Hi, Pieter. I changed the fexample into MPI version. Unfortunately, it is not working. Since there is no any MPI fortran examples, so if you need this for debugging, I can give you this MPI example.

pghysels commented 1 year ago

I will add an MPI example soon.

GuoqiMa commented 1 year ago

I also have an important question regarding the sparse solver. Can it solve multiple Right-hand-side vectors simultaneously?

GuoqiMa commented 1 year ago

Hi, Pieter. I would like to update the new. Now it is working. the problem is truely at my code, where the precision is wrong when distribute.

But I Have another question. The estamated memory usage is only for factors, not for whole strumpack. because I checked the estimated memory is 72 GB, however, the actual usage is 117GB.
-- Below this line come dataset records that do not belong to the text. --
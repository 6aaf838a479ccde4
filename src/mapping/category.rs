use serde::Deserialize;
use std::path::Path;

use crate::config::{read_bounded, ConfigError};

/// Category file size cap, same as the feeds config.
const MAX_FILE_SIZE: u64 = 1_048_576;

const FALLBACK_CATEGORY: &str = "Sneakers";

#[derive(Debug, Clone, PartialEq, Eq, Deserialize)]
pub struct CategoryRule {
    /// Case-insensitive substring of the product model.
    pub contains: String,
    pub category: String,
}

/// Ordered model-substring → macro-category rules plus a default.
///
/// Loaded fresh at the start of every run so edits need no rebuild.
#[derive(Debug, Clone, PartialEq, Eq, Deserialize)]
pub struct CategoryTable {
    #[serde(default = "default_category")]
    default: String,
    #[serde(default)]
    rules: Vec<CategoryRule>,
}

fn default_category() -> String {
    FALLBACK_CATEGORY.to_string()
}

impl Default for CategoryTable {
    fn default() -> Self {
        Self {
            default: default_category(),
            rules: Vec::new(),
        }
    }
}

impl CategoryTable {
    pub fn new(default: impl Into<String>, rules: Vec<CategoryRule>) -> Self {
        let rules = rules
            .into_iter()
            .map(|r| CategoryRule {
                contains: r.contains.to_lowercase(),
                category: r.category,
            })
            .collect();
        Self {
            default: default.into(),
            rules,
        }
    }

    /// Reads the table from a TOML file.
    ///
    /// A missing file is not an error: the run continues with a default-only
    /// table and a warning.
    pub fn load(path: &Path) -> Result<Self, ConfigError> {
        let Some(content) = read_bounded(path, MAX_FILE_SIZE)? else {
            tracing::warn!(path = %path.display(), "Category table not found, every product gets the default category");
            return Ok(Self::default());
        };

        let parsed: CategoryTable = toml::from_str(&content)?;
        if parsed.rules.iter().any(|r| r.contains.trim().is_empty()) {
            return Err(ConfigError::Invalid(format!(
                "{}: category rules need a non-empty 'contains'",
                path.display()
            )));
        }

        let table = Self::new(parsed.default, parsed.rules);
        tracing::info!(path = %path.display(), rules = table.rules.len(), "Loaded category table");
        Ok(table)
    }

    pub fn default_category(&self) -> &str {
        &self.default
    }

    pub fn rules(&self) -> &[CategoryRule] {
        &self.rules
    }

    /// First rule whose substring occurs in `model` wins.
    pub fn macro_category(&self, model: &str) -> &str {
        let model = model.to_lowercase();
        self.rules
            .iter()
            .find(|rule| model.contains(&rule.contains))
            .map_or(self.default.as_str(), |rule| rule.category.as_str())
    }
}

#[cfg(test)]
mod tests {
    use super::*;
    use std::path::PathBuf;

    fn temp_table(name: &str, content: &str) -> (PathBuf, PathBuf) {
        let dir = std::env::temp_dir().join(format!("shopfeed_category_test_{name}"));
        std::fs::create_dir_all(&dir).unwrap();
        let path = dir.join("categories.toml");
        std::fs::write(&path, content).unwrap();
        (dir, path)
    }

    #[test]
    fn test_first_match_wins_case_insensitive() {
        let table = CategoryTable::new(
            "Sneakers",
            vec![
                CategoryRule {
                    contains: "Chelsea".into(),
                    category: "Stivaletti".into(),
                },
                CategoryRule {
                    contains: "boot".into(),
                    category: "Stivali".into(),
                },
            ],
        );
        assert_eq!(table.macro_category("CHELSEA Boot"), "Stivaletti");
        assert_eq!(table.macro_category("Combat boots"), "Stivali");
        assert_eq!(table.macro_category("Samba"), "Sneakers");
        assert_eq!(table.macro_category(""), "Sneakers");
    }

    #[test]
    fn test_load_from_file_keeps_rule_order() {
        let content = r#"
default = "Calzature"

[[rules]]
contains = "mule"
category = "Sabot"

[[rules]]
contains = "mu"
category = "Never"
"#;
        let (dir, path) = temp_table("order", content);
        let table = CategoryTable::load(&path).unwrap();
        assert_eq!(table.default_category(), "Calzature");
        assert_eq!(table.rules().len(), 2);
        assert_eq!(table.macro_category("Clog Mule"), "Sabot");
        assert_eq!(table.macro_category("Samba"), "Calzature");
        std::fs::remove_dir_all(&dir).ok();
    }

    #[test]
    fn test_shipped_table_parses() {
        let path = Path::new(env!("CARGO_MANIFEST_DIR")).join("config/categories.toml");
        let table = CategoryTable::load(&path).unwrap();
        assert_eq!(table.default_category(), "Sneakers");
        assert_eq!(table.macro_category("Chelsea Boot"), "Stivaletti");
        assert_eq!(table.macro_category("Combat Boot"), "Stivali");
    }

    #[test]
    fn test_missing_file_yields_default_table() {
        let table = CategoryTable::load(Path::new("/tmp/shopfeed_no_categories.toml")).unwrap();
        assert_eq!(table, CategoryTable::default());
        assert_eq!(table.macro_category("anything"), FALLBACK_CATEGORY);
    }

    #[test]
    fn test_blank_rule_rejected() {
        let (dir, path) = temp_table("blank", "[[rules]]\ncontains = \" \"\ncategory = \"X\"\n");
        assert!(matches!(
            CategoryTable::load(&path),
            Err(ConfigError::Invalid(_))
        ));
        std::fs::remove_dir_all(&dir).ok();
    }
}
pghysels commented 1 year ago

Ah that is excellent news. I'm sorry for the delay in adding a small example code. I am traveling at the moment.

Yes, the estimated memory usage is only for the final LU factorization of the matrix. The peak memory usage is going to more than this estimate, because some temporary work memory is also required during the factorization. Also, the estimate does not include the storage for the sparse matrix and some other meta-data.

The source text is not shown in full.